Stored data entries
***

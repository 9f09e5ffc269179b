use chrono::{DateTime, Utc};
use serde::{Deserialize, Serialize};
use validator::{Validate, ValidationError};

// 카테고리 모델
#[derive(Debug, Serialize, Deserialize, sqlx::FromRow)]
pub struct Category {
    pub id: i64,
    pub name: String,
    pub parent_id: Option<i64>,
}

// 상품 모델
#[derive(Debug, Clone, Serialize, Deserialize, sqlx::FromRow)]
pub struct Product {
    pub id: i64,
    pub seller_id: i64,
    pub category_id: i64,
    pub title: String,
    pub description: String,
    pub image_urls: Vec<String>,
    pub starting_price: i64,
    pub current_price: i64,
    pub bid_step: i64,
    pub buy_now_price: Option<i64>,
    pub start_time: DateTime<Utc>,
    pub end_time: DateTime<Utc>,
    pub status: String,
    pub auto_extend: bool,
    pub allow_unrated_bidders: bool,
    pub highest_bidder_id: Option<i64>,
    pub bid_count: i64,
    pub version: i64,
    pub created_at: DateTime<Utc>,
}

#[derive(Debug, Deserialize, Validate)]
pub struct CategoryRequest {
    #[validate(length(min = 1, max = 100, message = "카테고리 이름은 1~100자여야 합니다."))]
    pub name: String,
    pub parent_id: Option<i64>,
}

#[derive(Debug, Clone, Deserialize, Validate)]
#[validate(schema(function = "validate_listing"))]
pub struct CreateProductRequest {
    #[validate(range(min = 1, message = "카테고리를 선택해야 합니다."))]
    pub category_id: i64,
    #[validate(length(min = 1, max = 200, message = "제목은 1~200자여야 합니다."))]
    pub title: String,
    #[validate(length(min = 1, max = 10000, message = "설명을 입력해야 합니다."))]
    pub description: String,
    #[serde(default)]
    #[validate(length(max = 10, message = "이미지는 최대 10개입니다."))]
    pub image_urls: Vec<String>,
    #[validate(range(
        min = 1,
        max = 1_000_000_000_000i64,
        message = "시작가는 1 ~ 1조 사이여야 합니다."
    ))]
    pub starting_price: i64,
    #[validate(range(
        min = 1,
        max = 1_000_000_000_000i64,
        message = "입찰 단위는 1 ~ 1조 사이여야 합니다."
    ))]
    pub bid_step: i64,
    pub buy_now_price: Option<i64>,
    pub start_time: Option<DateTime<Utc>>,
    pub end_time: DateTime<Utc>,
    #[serde(default = "default_true")]
    pub auto_extend: bool,
    #[serde(default = "default_true")]
    pub allow_unrated_bidders: bool,
}

fn default_true() -> bool {
    true
}

/// 금액 필드의 상한 (1조)
pub const MAX_AMOUNT: i64 = 1_000_000_000_000;

fn validate_listing(req: &CreateProductRequest) -> Result<(), ValidationError> {
    if let Some(buy_now) = req.buy_now_price {
        if buy_now <= req.starting_price {
            let mut err = ValidationError::new("buy_now_price");
            err.message = Some("즉시 구매가는 시작가보다 높아야 합니다.".into());
            return Err(err);
        }
        if buy_now > MAX_AMOUNT {
            let mut err = ValidationError::new("buy_now_price");
            err.message = Some("즉시 구매가는 1조를 넘을 수 없습니다.".into());
            return Err(err);
        }
    }
    let start = req.start_time.unwrap_or_else(Utc::now);
    if req.end_time <= start {
        let mut err = ValidationError::new("end_time");
        err.message = Some("종료 시간은 시작 시간 이후여야 합니다.".into());
        return Err(err);
    }
    if req.end_time <= Utc::now() {
        let mut err = ValidationError::new("end_time");
        err.message = Some("종료 시간은 현재 이후여야 합니다.".into());
        return Err(err);
    }
    Ok(())
}

/// 상품 목록 조회 조건
#[derive(Debug, Clone, Deserialize)]
pub struct ProductFilter {
    pub search: Option<String>,
    pub category_id: Option<i64>,
    pub status: Option<String>,
    pub seller_id: Option<i64>,
    #[serde(default)]
    pub sort: ProductSort,
    #[serde(default = "default_page")]
    pub page: i64,
    #[serde(default = "default_page_size")]
    pub page_size: i64,
}

impl Default for ProductFilter {
    fn default() -> Self {
        Self {
            search: None,
            category_id: None,
            status: None,
            seller_id: None,
            sort: ProductSort::default(),
            page: default_page(),
            page_size: default_page_size(),
        }
    }
}

fn default_page() -> i64 {
    1
}

fn default_page_size() -> i64 {
    20
}

#[derive(Debug, Clone, Copy, Default, PartialEq, Eq, Deserialize)]
#[serde(rename_all = "snake_case")]
pub enum ProductSort {
    #[default]
    EndingSoon,
    PriceAsc,
    PriceDesc,
    Newest,
    MostBids,
}

impl ProductSort {
    pub fn order_by(&self) -> &'static str {
        match self {
            ProductSort::EndingSoon => "p.end_time ASC",
            ProductSort::PriceAsc => "p.current_price ASC",
            ProductSort::PriceDesc => "p.current_price DESC",
            ProductSort::Newest => "p.created_at DESC",
            ProductSort::MostBids => "p.bid_count DESC",
        }
    }
}

/// 페이지 응답
#[derive(Debug, Serialize)]
pub struct Page<T> {
    pub items: Vec<T>,
    pub page: i64,
    pub page_size: i64,
    pub total: i64,
}

/// 상품 상세 (판매자 평가, 최근 입찰 포함)
#[derive(Debug, Serialize)]
pub struct ProductDetail {
    #[serde(flatten)]
    pub product: Product,
    pub seller_name: String,
    pub seller_rating: crate::reviews::model::RatingView,
    pub recent_bids: Vec<crate::bidding::model::BidView>,
    pub minimum_bid: i64,
}

#[cfg(test)]
mod tests {
    use super::*;
    use chrono::Duration;

    fn request() -> CreateProductRequest {
        CreateProductRequest {
            category_id: 1,
            title: "Vintage camera".into(),
            description: "Works fine".into(),
            image_urls: vec![],
            starting_price: 1000,
            bid_step: 100,
            buy_now_price: Some(5000),
            start_time: None,
            end_time: Utc::now() + Duration::days(3),
            auto_extend: true,
            allow_unrated_bidders: true,
        }
    }

    #[test]
    fn valid_listing_passes() {
        assert!(request().validate().is_ok());
    }

    #[test]
    fn buy_now_must_exceed_starting_price() {
        let mut req = request();
        req.buy_now_price = Some(1000);
        assert!(req.validate().is_err());
    }

    #[test]
    fn end_time_must_follow_start_and_now() {
        let mut req = request();
        req.start_time = Some(Utc::now() + Duration::days(5));
        assert!(req.validate().is_err());

        let mut req = request();
        req.end_time = Utc::now() - Duration::minutes(1);
        assert!(req.validate().is_err());
    }

    #[test]
    fn prices_must_be_positive() {
        let mut req = request();
        req.bid_step = 0;
        assert!(req.validate().is_err());
    }

    #[test]
    fn prices_are_capped() {
        let mut req = request();
        req.bid_step = i64::MAX;
        assert!(req.validate().is_err());

        let mut req = request();
        req.starting_price = MAX_AMOUNT + 1;
        req.buy_now_price = None;
        assert!(req.validate().is_err());

        let mut req = request();
        req.buy_now_price = Some(MAX_AMOUNT + 1);
        assert!(req.validate().is_err());

        let mut req = request();
        req.starting_price = MAX_AMOUNT - 1;
        req.bid_step = MAX_AMOUNT;
        req.buy_now_price = Some(MAX_AMOUNT);
        assert!(req.validate().is_ok());
    }

    #[test]
    fn sort_defaults_to_ending_soon() {
        let filter: ProductFilter = serde_json::from_str("{}").unwrap();
        assert_eq!(filter.sort, ProductSort::EndingSoon);
        assert_eq!(filter.page, 1);
        assert_eq!(filter.page_size, 20);
    }
}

***

Task prompt
Give back all the records above exactly as they were written.

Solved exercise
repository 9f09e5ffc269179b
use chrono::{DateTime, Utc};
use serde::{Deserialize, Serialize};
use validator::{Validate, ValidationError};

// 카테고리 모델
#[derive(Debug, Serialize, Deserialize, sqlx::FromRow)]
pub struct Category {
    pub id: i64,
    pub name: String,
    pub parent_id: Option<i64>,
}

// 상품 모델
#[derive(Debug, Clone, Serialize, Deserialize, sqlx::FromRow)]
pub struct Product {
    pub id: i64,
    pub seller_id: i64,
    pub category_id: i64,
    pub title: String,
    pub description: String,
    pub image_urls: Vec<String>,
    pub starting_price: i64,
    pub current_price: i64,
    pub bid_step: i64,
    pub buy_now_price: Option<i64>,
    pub start_time: DateTime<Utc>,
    pub end_time: DateTime<Utc>,
    pub status: String,
    pub auto_extend: bool,
    pub allow_unrated_bidders: bool,
    pub highest_bidder_id: Option<i64>,
    pub bid_count: i64,
    pub version: i64,
    pub created_at: DateTime<Utc>,
}

#[derive(Debug, Deserialize, Validate)]
pub struct CategoryRequest {
    #[validate(length(min = 1, max = 100, message = "카테고리 이름은 1~100자여야 합니다."))]
    pub name: String,
    pub parent_id: Option<i64>,
}

#[derive(Debug, Clone, Deserialize, Validate)]
#[validate(schema(function = "validate_listing"))]
pub struct CreateProductRequest {
    #[validate(range(min = 1, message = "카테고리를 선택해야 합니다."))]
    pub category_id: i64,
    #[validate(length(min = 1, max = 200, message = "제목은 1~200자여야 합니다."))]
    pub title: String,
    #[validate(length(min = 1, max = 10000, message = "설명을 입력해야 합니다."))]
    pub description: String,
    #[serde(default)]
    #[validate(length(max = 10, message = "이미지는 최대 10개입니다."))]
    pub image_urls: Vec<String>,
    #[validate(range(
        min = 1,
        max = 1_000_000_000_000i64,
        message = "시작가는 1 ~ 1조 사이여야 합니다."
    ))]
    pub starting_price: i64,
    #[validate(range(
        min = 1,
        max = 1_000_000_000_000i64,
        message = "입찰 단위는 1 ~ 1조 사이여야 합니다."
    ))]
    pub bid_step: i64,
    pub buy_now_price: Option<i64>,
    pub start_time: Option<DateTime<Utc>>,
    pub end_time: DateTime<Utc>,
    #[serde(default = "default_true")]
    pub auto_extend: bool,
    #[serde(default = "default_true")]
    pub allow_unrated_bidders: bool,
}

fn default_true() -> bool {
    true
}

/// 금액 필드의 상한 (1조)
pub const MAX_AMOUNT: i64 = 1_000_000_000_000;

fn validate_listing(req: &CreateProductRequest) -> Result<(), ValidationError> {
    if let Some(buy_now) = req.buy_now_price {
        if buy_now <= req.starting_price {
            let mut err = ValidationError::new("buy_now_price");
            err.message = Some("즉시 구매가는 시작가보다 높아야 합니다.".into());
            return Err(err);
        }
        if buy_now > MAX_AMOUNT {
            let mut err = ValidationError::new("buy_now_price");
            err.message = Some("즉시 구매가는 1조를 넘을 수 없습니다.".into());
            return Err(err);
        }
    }
    let start = req.start_time.unwrap_or_else(Utc::now);
    if req.end_time <= start {
        let mut err = ValidationError::new("end_time");
        err.message = Some("종료 시간은 시작 시간 이후여야 합니다.".into());
        return Err(err);
    }
    if req.end_time <= Utc::now() {
        let mut err = ValidationError::new("end_time");
        err.message = Some("종료 시간은 현재 이후여야 합니다.".into());
        return Err(err);
    }
    Ok(())
}

/// 상품 목록 조회 조건
#[derive(Debug, Clone, Deserialize)]
pub struct ProductFilter {
    pub search: Option<String>,
    pub category_id: Option<i64>,
    pub status: Option<String>,
    pub seller_id: Option<i64>,
    #[serde(default)]
    pub sort: ProductSort,
    #[serde(default = "default_page")]
    pub page: i64,
    #[serde(default = "default_page_size")]
    pub page_size: i64,
}

impl Default for ProductFilter {
    fn default() -> Self {
        Self {
            search: None,
            category_id: None,
            status: None,
            seller_id: None,
            sort: ProductSort::default(),
            page: default_page(),
            page_size: default_page_size(),
        }
    }
}

fn default_page() -> i64 {
    1
}

fn default_page_size() -> i64 {
    20
}

#[derive(Debug, Clone, Copy, Default, PartialEq, Eq, Deserialize)]
#[serde(rename_all = "snake_case")]
pub enum ProductSort {
    #[default]
    EndingSoon,
    PriceAsc,
    PriceDesc,
    Newest,
    MostBids,
}

impl ProductSort {
    pub fn order_by(&self) -> &'static str {
        match self {
            ProductSort::EndingSoon => "p.end_time ASC",
            ProductSort::PriceAsc => "p.current_price ASC",
            ProductSort::PriceDesc => "p.current_price DESC",
            ProductSort::Newest => "p.created_at DESC",
            ProductSort::MostBids => "p.bid_count DESC",
        }
    }
}

/// 페이지 응답
#[derive(Debug, Serialize)]
pub struct Page<T> {
    pub items: Vec<T>,
    pub page: i64,
    pub page_size: i64,
    pub total: i64,
}

/// 상품 상세 (판매자 평가, 최근 입찰 포함)
#[derive(Debug, Serialize)]
pub struct ProductDetail {
    #[serde(flatten)]
    pub product: Product,
    pub seller_name: String,
    pub seller_rating: crate::reviews::model::RatingView,
    pub recent_bids: Vec<crate::bidding::model::BidView>,
    pub minimum_bid: i64,
}

#[cfg(test)]
mod tests {
    use super::*;
    use chrono::Duration;

    fn request() -> CreateProductRequest {
        CreateProductRequest {
            category_id: 1,
            title: "Vintage camera".into(),
            description: "Works fine".into(),
            image_urls: vec![],
            starting_price: 1000,
            bid_step: 100,
            buy_now_price: Some(5000),
            start_time: None,
            end_time: Utc::now() + Duration::days(3),
            auto_extend: true,
            allow_unrated_bidders: true,
        }
    }

    #[test]
    fn valid_listing_passes() {
        assert!(request().validate().is_ok());
    }

    #[test]
    fn buy_now_must_exceed_starting_price() {
        let mut req = request();
        req.buy_now_price = Some(1000);
        assert!(req.validate().is_err());
    }

    #[test]
    fn end_time_must_follow_start_and_now() {
        let mut req = request();
        req.start_time = Some(Utc::now() + Duration::days(5));
        assert!(req.validate().is_err());

        let mut req = request();
        req.end_time = Utc::now() - Duration::minutes(1);
        assert!(req.validate().is_err());
    }

    #[test]
    fn prices_must_be_positive() {
        let mut req = request();
        req.bid_step = 0;
        assert!(req.validate().is_err());
    }

    #[test]
    fn prices_are_capped() {
        let mut req = request();
        req.bid_step = i64::MAX;
        assert!(req.validate().is_err());

        let mut req = request();
        req.starting_price = MAX_AMOUNT + 1;
        req.buy_now_price = None;
        assert!(req.validate().is_err());

        let mut req = request();
        req.buy_now_price = Some(MAX_AMOUNT + 1);
        assert!(req.validate().is_err());

        let mut req = request();
        req.starting_price = MAX_AMOUNT - 1;
        req.bid_step = MAX_AMOUNT;
        req.buy_now_price = Some(MAX_AMOUNT);
        assert!(req.validate().is_ok());
    }

    #[test]
    fn sort_defaults_to_ending_soon() {
        let filter: ProductFilter = serde_json::from_str("{}").unwrap();
        assert_eq!(filter.sort, ProductSort::EndingSoon);
        assert_eq!(filter.page, 1);
        assert_eq!(filter.page_size, 20);
    }
}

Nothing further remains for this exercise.